Warner did this on purpose.
And I’m standing between them. Warner with no shirt on. Adam looking at his gun.
“Soldier.” Warner speaks. “Take her back up to her room and disable all the cameras. She can have lunch alone if she wants, but I’ll expect her for dinner.”
Adam blinks for a moment too long. “Yes, sir.”
“Juliette?”
I freeze. My back is to Warner and I don’t turn around.
“I do expect you to hold up your end of the bargain.”
Chapter Twenty-Two
It takes 5 years to walk to the elevator. 15 more to ride it up. I’m a million years old by the time I walk into my room. Adam is still, silent, perfectly put together and mechanical in his movements. There’s nothing in his eyes, in his limbs, in the motions of his body that indicate he even knows my name.
I watch him move quickly, swiftly, carefully around the room, finding the little devices meant to monitor my behavior and disabling them one by one. If anyone asks why my cameras aren’t working, Adam won’t get in trouble. This order came from Warner. This makes it official.
This makes it possible for me to have some privacy.
I thought I would need privacy.
I’m such a fool.
Adam is not the boy I remember.
I was in third grade.
I’d just moved into town after being thrown out of asked to leave my old school. My parents were always moving, always running away from the messes I made, from the playdates I’d ruined, from the friendships I never had. No one ever wanted to talk about my “problem,” but the mystery surrounding my existence somehow made things worse. The human imagination is often disastrous when left to its own devices. I only heard bits and pieces of their whispers.
“Freak!”
“Did you hear what she did—?”
“What a loser.”
“—got kicked out of her old school—”
“Psycho!”
“She’s got some kind of disease—”
No one talked to me. Everyone stared. I was young enough that I still cried. I ate lunch alone by a chain-link fence and never looked in the mirror. I never wanted to see the face everyone hated so much. Girls used to kick me and run away. Boys used to throw rocks at me. I still have scars somewhere.

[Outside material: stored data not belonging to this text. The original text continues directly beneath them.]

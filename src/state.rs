//! Shared application state and the messaging facade.
//!
//! `AppState` ties the database, the room broadcaster, and the in-memory
//! token registry together and enforces the messaging rules: who may send
//! into a conversation, when read-state transitions, and what gets fanned
//! out to notifications and live rooms.

use crate::db::Database;
use crate::error::{ChatError, ChatResult};
use crate::models::{AuthToken, Conversation, ConversationSummary, Message, Notification, User};
use crate::rooms::{conversation_room, user_room, RoomBroadcaster};
use crate::validation::{normalize_display_name, validate_message_text};
use anyhow::{Context, Result};
use std::collections::HashMap;
use std::sync::Arc;
use tokio::sync::RwLock;
use tracing::warn;
use uuid::Uuid;

/// Application state shared across handlers
pub struct AppState {
    /// Database connection for persistent storage
    pub db: Database,
    /// Live connections and their room subscriptions
    pub rooms: RoomBroadcaster,
    /// Active authentication tokens (in-memory, expiring)
    pub auth_tokens: RwLock<HashMap<String, AuthToken>>,
    /// Server start time
    pub start_time: u64,
}

impl std::fmt::Debug for AppState {
    fn fmt(&self, f: &mut std::fmt::Formatter<'_>) -> std::fmt::Result {
        f.debug_struct("AppState")
            .field("db", &"<Database>")
            .field("start_time", &self.start_time)
            .finish()
    }
}

impl AppState {
    /// Create new application state with database connection
    pub async fn new(db_path: &str) -> Result<Self> {
        let db = Database::new(db_path).await?;
        Ok(Self {
            db,
            rooms: RoomBroadcaster::new(),
            auth_tokens: RwLock::new(HashMap::new()),
            start_time: now(),
        })
    }

    /// Create new application state with in-memory database (for testing)
    pub async fn new_in_memory() -> Result<Self> {
        Self::new(":memory:").await
    }

    // ── Identity operations ──

    /// Register a user and mint a session token for them.
    pub async fn register_user(&self, display_name: Option<String>) -> ChatResult<(User, String)> {
        let display_name = normalize_display_name(display_name)?;
        let user = self.db.create_user(display_name.as_deref()).await?;
        let token = self.issue_token(user.id).await;
        Ok((user, token))
    }

    async fn issue_token(&self, user_id: Uuid) -> String {
        let token = format!("tok_{}", Uuid::new_v4().simple());
        let issued_at = now();
        let auth_token = AuthToken {
            token: token.clone(),
            user_id,
            expires_at: issued_at + 86_400_000, // 24h
        };
        let mut auth_tokens = self.auth_tokens.write().await;
        // Each issue sweeps out expired entries so the registry stays
        // bounded by the number of live sessions.
        auth_tokens.retain(|_, existing| existing.expires_at > issued_at);
        auth_tokens.insert(token.clone(), auth_token);
        token
    }

    /// Resolve a token to its user, if the token is known and unexpired.
    pub async fn resolve_identity(&self, token: &str) -> Option<Uuid> {
        let auth_tokens = self.auth_tokens.read().await;
        let auth_token = auth_tokens.get(token)?;
        if auth_token.expires_at > now() {
            Some(auth_token.user_id)
        } else {
            None
        }
    }

    pub async fn authenticate(&self, token: &str) -> ChatResult<User> {
        let user_id = self
            .resolve_identity(token)
            .await
            .ok_or(ChatError::Unauthenticated)?;
        let user = self
            .db
            .get_user(user_id)
            .await?
            .ok_or(ChatError::Unauthenticated)?;
        Ok(user)
    }

    // ── Messaging operations ──

    /// Send a message from `sender_id` to `receiver_id`.
    ///
    /// With an explicit conversation id the conversation must exist and the
    /// sender and receiver must be its two participants. Without one, the
    /// conversation for the pair is resolved, created on first contact. The
    /// receiver gets a durable notification (persistence failures are logged,
    /// never surfaced to the sender) and the message is published to the
    /// receiver's personal room and the conversation room.
    pub async fn send_message(
        &self,
        sender_id: Uuid,
        receiver_id: Uuid,
        text: &str,
        conversation_id: Option<Uuid>,
    ) -> ChatResult<Message> {
        validate_message_text(text)?;

        let conversation = match conversation_id {
            Some(id) => {
                let conversation = self
                    .db
                    .get_conversation(id)
                    .await?
                    .ok_or(ChatError::ConversationNotFound)?;
                if !conversation.is_participant(sender_id)
                    || conversation.counterpart_of(sender_id) != receiver_id
                {
                    return Err(ChatError::NotParticipant);
                }
                conversation
            }
            None => self.resolve_conversation(sender_id, receiver_id).await?,
        };

        let message = self
            .db
            .append_message(conversation.id, sender_id, receiver_id, text)
            .await?;

        // The message is committed at this point; a notification failure
        // must not undo or fail the send.
        if let Err(err) = self
            .db
            .create_notification(
                receiver_id,
                "New message",
                &notification_preview(text),
                "message",
                Some(conversation.id),
            )
            .await
        {
            warn!("Failed to persist notification for {}: {}", receiver_id, err);
        }

        let payload = serde_json::to_value(&message).context("Failed to serialize message")?;
        self.rooms
            .publish(&user_room(receiver_id), "new_message", payload.clone())
            .await;
        self.rooms
            .publish(&conversation_room(conversation.id), "new_message", payload)
            .await;

        Ok(message)
    }

    /// Resolve the conversation for a pair of users, creating it on first
    /// contact. The title is fixed at creation from the receiver's display
    /// name and never rewritten by later resolutions.
    async fn resolve_conversation(&self, sender_id: Uuid, receiver_id: Uuid) -> ChatResult<Conversation> {
        if sender_id == receiver_id {
            return Err(ChatError::InvalidParticipants);
        }
        let receiver = self
            .db
            .get_user(receiver_id)
            .await?
            .ok_or(ChatError::ReceiverNotFound)?;

        let title = receiver.display_name.as_deref().unwrap_or("Conversation");
        let conversation = self
            .db
            .find_or_create_conversation(sender_id, receiver_id, Some(title))
            .await?;
        Ok(conversation)
    }

    /// Fetch a conversation with its full history, marking the caller's
    /// unread incoming messages as read. Outsiders are rejected before any
    /// read-state mutation.
    pub async fn conversation_history(
        &self,
        user_id: Uuid,
        conversation_id: Uuid,
    ) -> ChatResult<(Conversation, Vec<Message>)> {
        let conversation = self
            .db
            .get_conversation(conversation_id)
            .await?
            .ok_or(ChatError::ConversationNotFound)?;
        if !conversation.is_participant(user_id) {
            return Err(ChatError::NotParticipant);
        }

        self.db.mark_messages_read(conversation_id, user_id).await?;
        let messages = self.db.get_conversation_messages(conversation_id).await?;
        Ok((conversation, messages))
    }

    /// List a user's conversations, most recently active first, with the
    /// last message and the caller's unread count attached to each.
    pub async fn list_conversations(
        &self,
        user_id: Uuid,
        keyword: Option<&str>,
        page: u32,
        limit: u32,
    ) -> ChatResult<(u64, Vec<ConversationSummary>)> {
        let total = self.db.count_conversations(user_id, keyword).await?;
        let conversations = self.db.list_conversations(user_id, keyword, page, limit).await?;

        let mut summaries = Vec::with_capacity(conversations.len());
        for conversation in conversations {
            let last_message = self.db.get_last_message(conversation.id).await?;
            let unread_count = self.db.count_unread_messages(conversation.id, user_id).await? as u32;
            summaries.push(ConversationSummary {
                id: conversation.id,
                title: conversation.title,
                user_a: conversation.user_a,
                user_b: conversation.user_b,
                created_at: conversation.created_at,
                updated_at: conversation.updated_at,
                last_message,
                unread_count,
            });
        }

        Ok((total, summaries))
    }

    // ── Notification operations ──

    /// List a user's notifications, newest first, with total and unread counts.
    pub async fn list_notifications(
        &self,
        user_id: Uuid,
        page: u32,
        limit: u32,
    ) -> ChatResult<(u64, u64, Vec<Notification>)> {
        let total = self.db.count_notifications(user_id).await?;
        let unread = self.db.count_unread_notifications(user_id).await?;
        let notifications = self.db.list_notifications(user_id, page, limit).await?;
        Ok((total, unread, notifications))
    }

    /// Mark one of the user's notifications as read. Someone else's
    /// notification reads as missing, not as forbidden.
    pub async fn mark_notification_read(
        &self,
        user_id: Uuid,
        notification_id: Uuid,
    ) -> ChatResult<Notification> {
        let notification = self
            .db
            .get_notification(notification_id)
            .await?
            .ok_or(ChatError::NotificationNotFound)?;
        if notification.user_id != user_id {
            return Err(ChatError::NotificationNotFound);
        }

        self.db.mark_notification_read(notification_id).await?;
        let refreshed = self
            .db
            .get_notification(notification_id)
            .await?
            .ok_or(ChatError::NotificationNotFound)?;
        Ok(refreshed)
    }

    pub async fn mark_all_notifications_read(&self, user_id: Uuid) -> ChatResult<u64> {
        Ok(self.db.mark_all_notifications_read(user_id).await?)
    }

    /// Delete one of the user's notifications. Someone else's notification
    /// reads as missing, not as forbidden.
    pub async fn delete_notification(
        &self,
        user_id: Uuid,
        notification_id: Uuid,
    ) -> ChatResult<()> {
        let notification = self
            .db
            .get_notification(notification_id)
            .await?
            .ok_or(ChatError::NotificationNotFound)?;
        if notification.user_id != user_id {
            return Err(ChatError::NotificationNotFound);
        }

        self.db.delete_notification(notification_id).await?;
        Ok(())
    }

    /// Seconds since the server started.
    pub fn uptime(&self) -> u64 {
        (now() - self.start_time) / 1000
    }
}

/// Notification bodies carry a bounded preview of the message text.
fn notification_preview(text: &str) -> String {
    const PREVIEW_CHARS: usize = 120;
    if text.chars().count() <= PREVIEW_CHARS {
        text.to_string()
    } else {
        let cut: String = text.chars().take(PREVIEW_CHARS).collect();
        format!("{}...", cut)
    }
}

fn now() -> u64 {
    std::time::SystemTime::now()
        .duration_since(std::time::UNIX_EPOCH)
        .unwrap()
        .as_millis() as u64
}

/// Shared application state type
pub type SharedState = Arc<AppState>;
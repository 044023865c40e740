//! Data models for the Courier messaging server

use serde::{Deserialize, Serialize};
use uuid::Uuid;

/// A user known to the server.
///
/// Identity is external to the messaging core: this record only carries what
/// the core itself needs, a stable id and an optional display name used when
/// titling new conversations.
#[derive(Debug, Clone, Serialize, Deserialize)]
pub struct User {
    pub id: Uuid,
    pub display_name: Option<String>,
    pub created_at: u64,
}

/// A 1:1 conversation between two users.
///
/// The participant pair is stored normalized (`user_a` sorts before `user_b`)
/// so that the pair is unique regardless of who initiated contact.
#[derive(Debug, Clone, Serialize, Deserialize)]
pub struct Conversation {
    pub id: Uuid,
    pub title: Option<String>,
    pub user_a: Uuid,
    pub user_b: Uuid,
    pub created_at: u64,
    /// Bumped to the creation time of every appended message.
    pub updated_at: u64,
}

impl Conversation {
    pub fn is_participant(&self, user_id: Uuid) -> bool {
        self.user_a == user_id || self.user_b == user_id
    }

    /// The other participant. Callers must check `is_participant` first.
    pub fn counterpart_of(&self, user_id: Uuid) -> Uuid {
        if self.user_a == user_id {
            self.user_b
        } else {
            self.user_a
        }
    }
}

/// A single message within a conversation.
///
/// Immutable once created except for `read_at`, which transitions from null
/// to a timestamp exactly once.
#[derive(Debug, Clone, Serialize, Deserialize)]
pub struct Message {
    pub id: Uuid,
    pub conversation_id: Uuid,
    pub sender_id: Uuid,
    pub receiver_id: Uuid,
    pub text: String,
    pub created_at: u64,
    pub read_at: Option<u64>,
}

/// A durable notification record for a user.
#[derive(Debug, Clone, Serialize, Deserialize)]
pub struct Notification {
    pub id: Uuid,
    pub user_id: Uuid,
    pub title: String,
    pub body: String,
    /// Notification category, "message" for messaging fan-out.
    pub kind: String,
    /// For message notifications, the conversation the message belongs to.
    pub related_id: Option<Uuid>,
    pub created_at: u64,
    pub read_at: Option<u64>,
}

/// Authentication token minted by the identity surface
#[derive(Debug, Clone, Serialize, Deserialize)]
pub struct AuthToken {
    pub token: String,
    pub user_id: Uuid,
    pub expires_at: u64,
}

/// Conversation with last message preview and unread count for listings
#[derive(Debug, Clone, Serialize, Deserialize)]
pub struct ConversationSummary {
    pub id: Uuid,
    pub title: Option<String>,
    pub user_a: Uuid,
    pub user_b: Uuid,
    pub created_at: u64,
    pub updated_at: u64,
    pub last_message: Option<Message>,
    pub unread_count: u32,
}

/// Events a live client may send over the WebSocket
#[derive(Debug, Clone, Serialize, Deserialize)]
#[serde(tag = "event", rename_all = "snake_case")]
pub enum ClientEvent {
    /// Subscribe to the personal room, plus a conversation room if given
    Join {
        #[serde(default)]
        conversation_id: Option<Uuid>,
    },
    /// Unsubscribe from a conversation room
    Leave { conversation_id: Uuid },
    /// Send a message, resolving the conversation if no id is given
    Send {
        receiver_id: Uuid,
        text: String,
        #[serde(default)]
        conversation_id: Option<Uuid>,
    },
}

/// Registration request
#[derive(Debug, Deserialize)]
pub struct RegisterRequest {
    #[serde(default)]
    pub display_name: Option<String>,
}

/// Registration response
#[derive(Debug, Serialize)]
pub struct RegisterResponse {
    pub user: User,
    pub token: String,
}

/// Authentication request
#[derive(Debug, Deserialize)]
pub struct AuthRequest {
    pub token: String,
}

/// Authentication response
#[derive(Debug, Serialize)]
pub struct AuthResponse {
    pub user: User,
}

/// Query parameters for the conversation listing endpoint
#[derive(Debug, Deserialize)]
pub struct ConversationsQuery {
    pub keyword: Option<String>,
    pub page: Option<u32>,
    pub limit: Option<u32>,
}

/// Response for the conversation listing endpoint
#[derive(Debug, Serialize)]
pub struct ConversationsResponse {
    pub total: u64,
    pub page: u32,
    pub limit: u32,
    pub conversations: Vec<ConversationSummary>,
}

/// Response for the conversation detail endpoint
#[derive(Debug, Serialize)]
pub struct ConversationDetailResponse {
    pub conversation: Conversation,
    pub messages: Vec<Message>,
}

/// Query parameters for the notification listing endpoint
#[derive(Debug, Deserialize)]
pub struct NotificationsQuery {
    pub page: Option<u32>,
    pub limit: Option<u32>,
}

/// Response for the notification listing endpoint
#[derive(Debug, Serialize)]
pub struct NotificationsResponse {
    pub total: u64,
    pub unread: u64,
    pub page: u32,
    pub limit: u32,
    pub notifications: Vec<Notification>,
}

/// Health check response
#[derive(Debug, Serialize)]
pub struct HealthResponse {
    pub status: String,
    pub version: String,
    pub uptime_seconds: u64,
}

#[cfg(test)]
mod tests {
    use super::*;

    fn conversation(user_a: Uuid, user_b: Uuid) -> Conversation {
        Conversation {
            id: Uuid::new_v4(),
            title: None,
            user_a,
            user_b,
            created_at: 0,
            updated_at: 0,
        }
    }

    #[test]
    fn participant_checks() {
        let a = Uuid::new_v4();
        let b = Uuid::new_v4();
        let c = conversation(a, b);

        assert!(c.is_participant(a));
        assert!(c.is_participant(b));
        assert!(!c.is_participant(Uuid::new_v4()));
        assert_eq!(c.counterpart_of(a), b);
        assert_eq!(c.counterpart_of(b), a);
    }

    #[test]
    fn client_events_deserialize() {
        let join: ClientEvent = serde_json::from_str(r#"{"event":"join"}"#).unwrap();
        assert!(matches!(join, ClientEvent::Join { conversation_id: None }));

        let id = Uuid::new_v4();
        let leave: ClientEvent =
            serde_json::from_str(&format!(r#"{{"event":"leave","conversation_id":"{}"}}"#, id))
                .unwrap();
        assert!(matches!(leave, ClientEvent::Leave { conversation_id } if conversation_id == id));

        let send: ClientEvent = serde_json::from_str(&format!(
            r#"{{"event":"send","receiver_id":"{}","text":"hi"}}"#,
            id
        ))
        .unwrap();
        match send {
            ClientEvent::Send { receiver_id, text, conversation_id } => {
                assert_eq!(receiver_id, id);
                assert_eq!(text, "hi");
                assert!(conversation_id.is_none());
            }
            other => panic!("unexpected event: {:?}", other),
        }
    }
}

I watched the world pass by through those chain-link fences. I stared out at the cars and the parents dropping off their kids and the moments I’d never be a part of. This was before the diseases became so common that death was a natural part of conversation. This was before we realized the clouds were the wrong color, before we realized all the animals were dying or infected, before we realized everyone was going to starve to death, and fast. This was back when we still thought our problems had solutions. Back then, Adam was the boy who used to walk to school. Adam was the boy who sat 3 rows in front of me. His clothes were worse than mine, his lunch nonexistent. I never saw him eat.
One morning he came to school in a car.
I know because I saw him being pushed out of it. His father was drunk and driving, yelling and flailing his fists for some reason. Adam stood very still and stared at the ground like he was waiting for something, steeling himself for the inevitable. I watched a father slap his 8-year-old son in the face. I watched Adam fall to the floor and I stood there, motionless as he was kicked repeatedly in the ribs.